Today, Intel, HP, and Yahoo! publically announced an expansion of our joint effort to accelerate innovation in the area of cloud computing, called “Open Cirrus.” We are very excited that four new members have joined this collaboration, and I think this provides a good opportunity to step back and understand why we at Intel Labs are investing in the project, and how this cloud research could impact people in the future.

Open Cirrus is, in essence, a giant tool to facilitate research. Each member provides a cluster of at least 1000 microprocessor cores, which are in turn networked to each other to form a worldwide cloud. Because of its open nature, this global testbed allows us to collectively research system and software innovations that make clouds work better. It also allows us to start working through a variety of issues related to operating clouds, running cloud applications, and sharing data over international boundaries. But, perhaps the most interesting part is that Open Cirrus allows us to provide a massive computing resource to researchers in a diverse array of fields.

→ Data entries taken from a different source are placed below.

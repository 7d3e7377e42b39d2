use crate::error::SyntaxError;
use crate::lexer::{Token, TokenCategory};

use super::{
    AssignmentTarget, BinaryOp, ConstantDeclaration, Expression, IfClause, Literal,
    ParameterDeclaration, ProcedureDeclaration, Program, Statement, TypeSpec, UnaryOp,
    VariableDeclaration,
};

type ParseResult<T> = Result<T, SyntaxError>;

const FIRST_OF_STATEMENT: &[TokenCategory] = &[
    TokenCategory::Identifier,
    TokenCategory::If,
    TokenCategory::Loop,
    TokenCategory::For,
    TokenCategory::Return,
    TokenCategory::Exit,
];

const FIRST_OF_LITERAL: &[TokenCategory] = &[
    TokenCategory::IntLiteral,
    TokenCategory::StrLiteral,
    TokenCategory::True,
    TokenCategory::False,
    TokenCategory::LeftBraces,
];

const SIMPLE_LITERALS: &[TokenCategory] = &[
    TokenCategory::IntLiteral,
    TokenCategory::StrLiteral,
    TokenCategory::True,
    TokenCategory::False,
];

const FIRST_OF_TYPE: &[TokenCategory] = &[
    TokenCategory::Integer,
    TokenCategory::String,
    TokenCategory::Boolean,
    TokenCategory::List,
];

const SIMPLE_TYPES: &[TokenCategory] = &[
    TokenCategory::Integer,
    TokenCategory::String,
    TokenCategory::Boolean,
];

const FIRST_OF_EXPRESSION: &[TokenCategory] = &[
    TokenCategory::Not,
    TokenCategory::Minus,
    TokenCategory::LeftPar,
    TokenCategory::Identifier,
    TokenCategory::IntLiteral,
    TokenCategory::StrLiteral,
    TokenCategory::True,
    TokenCategory::False,
    TokenCategory::LeftBraces,
];

const FIRST_OF_SIMPLE_EXPRESSION: &[TokenCategory] = &[
    TokenCategory::LeftPar,
    TokenCategory::Identifier,
    TokenCategory::IntLiteral,
    TokenCategory::StrLiteral,
    TokenCategory::True,
    TokenCategory::False,
    TokenCategory::LeftBraces,
];

const LOGIC_OPERATORS: &[TokenCategory] =
    &[TokenCategory::And, TokenCategory::Or, TokenCategory::Xor];

const RELATIONAL_OPERATORS: &[TokenCategory] = &[
    TokenCategory::Equal,
    TokenCategory::NotEqual,
    TokenCategory::Smaller,
    TokenCategory::Greater,
    TokenCategory::SmallerEq,
    TokenCategory::GreaterEq,
];

const SUM_OPERATORS: &[TokenCategory] = &[TokenCategory::Plus, TokenCategory::Minus];

const MUL_OPERATORS: &[TokenCategory] =
    &[TokenCategory::Mul, TokenCategory::Div, TokenCategory::Rem];

/// Recursive-descent LL(1) parser over an EOF-terminated token stream,
/// one method per grammar production. The FIRST sets above drive every
/// alternative and loop-continuation decision with one token of
/// lookahead; `expect` is the only primitive that consumes tokens.
#[derive(Debug)]
pub struct Parser {
    tokens: Vec<Token>,
    index: usize,
}
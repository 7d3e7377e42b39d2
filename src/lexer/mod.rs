mod scanner;
mod token;

pub use scanner::*;
pub use token::*;
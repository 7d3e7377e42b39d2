mod ast;
mod parser;

pub use ast::*;
pub use parser::*;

I would like to highlight one such project that we briefly mentioned in the press release today, a collaboration between Intel and Carnegie Mellon Univerisity that could facilitate new developments in tissue engineering, regenerative medicine, and drug discovery. In turn, this could help lead to advancements in the ability to re-grow injured limbs or other body parts. It involves combining stem cell research, computer vision, and the computational power provided by Open Cirrus.

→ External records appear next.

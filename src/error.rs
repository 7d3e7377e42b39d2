use crate::lexer::{Token, TokenCategory};

/// Top-level compiler error: one terminal failure per run, no recovery.
#[derive(thiserror::Error, Debug)]
pub enum Error {
    #[error(transparent)]
    Syntax(#[from] SyntaxError),
    #[error(transparent)]
    Semantic(#[from] SemanticError),
}

/// Raised by the parser when the current token is not in the expected
/// set. Carries the whole candidate set and the offending token.
#[derive(thiserror::Error, Debug)]
#[error(
    "Syntax Error: expecting {} but found {} \"{}\" at row {}, column {}.",
    expected_names(.expected),
    .found.category,
    .found.lexeme,
    .found.row,
    .found.column
)]
pub struct SyntaxError {
    pub expected: Vec<TokenCategory>,
    pub found: Token,
}

impl SyntaxError {
    pub fn new(expected: &[TokenCategory], found: &Token) -> Self {
        Self {
            expected: expected.to_vec(),
            found: found.clone(),
        }
    }
}

fn expected_names(expected: &[TokenCategory]) -> String {
    let names: Vec<String> = expected.iter().map(|c| c.to_string()).collect();
    if names.len() == 1 {
        names.into_iter().next().unwrap_or_default()
    } else {
        format!("one of [{}]", names.join(", "))
    }
}

/// Raised by the semantic analyzer on the first rule violation, anchored
/// at the token of the offending construct.
#[derive(thiserror::Error, Debug)]
#[error("Semantic Error: {message} at row {row}, column {column}.")]
pub struct SemanticError {
    pub message: String,
    pub row: usize,
    pub column: usize,
}

impl SemanticError {
    pub fn new(message: impl Into<String>, token: &Token) -> Self {
        Self {
            message: message.into(),
            row: token.row,
            column: token.column,
        }
    }
}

This research involves what are called “somatic stem cells” taken from adults. All adults have stem cells – they have been found in bone marrow, skin, skeletal muscles, teeth and several other tissues. Their function in the body is to maintain and heal the tissues in which they are found. However, the amount of stems cells found in adults is small, which leads to the need to find manufacturing processes to turn a few cells into large cultures sufficient for research and medical use.

An important concept associated with stem cells is what is called “stemness,” which essentially means the ability for a given cell to consistently differentiate, or transform, into other cells. The trick is to control how this transformation happens. An important factor that scientists use to achieve this control is the application of hormones, chemicals that can influence cell behavior.

But understanding how various hormones and other growth factors trigger what kind of behaviors in different candidate cells can be extremely labor intensive. Carnegie Mellon University has a process where they “print” a pattern of hormones that interact with different cells. Until recently, monitoring the growth behaviors of the various cells was a manual process, requiring hundreds of man hours to analyze the effects of just one pattern. Listen to our Future Lab Radio podcast on this topic to learn more.

This is where Open Cirrus comes into play. Working with Mei Chen from Intel Labs Pittsburgh, the researchers are using microscope-mounted cameras and time-lapse photography to monitor the cell growth instead of human eyes. The challenge is that accurately monitoring and tracking individual cells as they quickly develop in a large, constantly shifting population requires both cutting edge algorithms and a large amount of computation. The Open Cirrus testbed at Intel Labs Pittsburgh provides such a platform for massive cloud based computation, distributing the captured images to many processors to be analyzed in parallel.

This does two things: first, the computer can watch the cells continuously, potentially tracking much more information than a human could. For instance, a single cell in a large population can be tracked over a long period of time. As cells divide, the software can track their genealogy so that researchers can know which cells are siblings, cousins, or great-great-grandchildren of each other. In short, this gives the scientists much more detailed information about what happened with the cells. You can see the results in this short video clip. On the left, you’ll see the tagged cells. On the right you can see a graph of the cells’ positisons over time (the vertical axis).

The second benefit is that the scientists can dedicate more time to deriving meaning from these results rather than spending much of their time manually capturing them. Furthermore, it is a scalable solution – one could significantly increase the number of samples studied without having to bear the cost of hiring more researchers to monitor them.

I’d like to wrap up with a comment from Prof. Takeo Kanade, who is leading the research from the university side. According to him, the ability to precisely track thousands or millions of cells in real-time will open the door for even broader applications. In an email about the project, he emphasized that “executing it on the Open Cirrus cloud computing testbed has enabled us to realize a new usage model of computer vision that can make critical impact on the biological sciences.”

In the end, this is what Open Cirrus is about — not just creating a better cloud system, but catalyzing innovation across a wide variety of fields by proving a fundamentally better way to capture and analyze a wealth of data.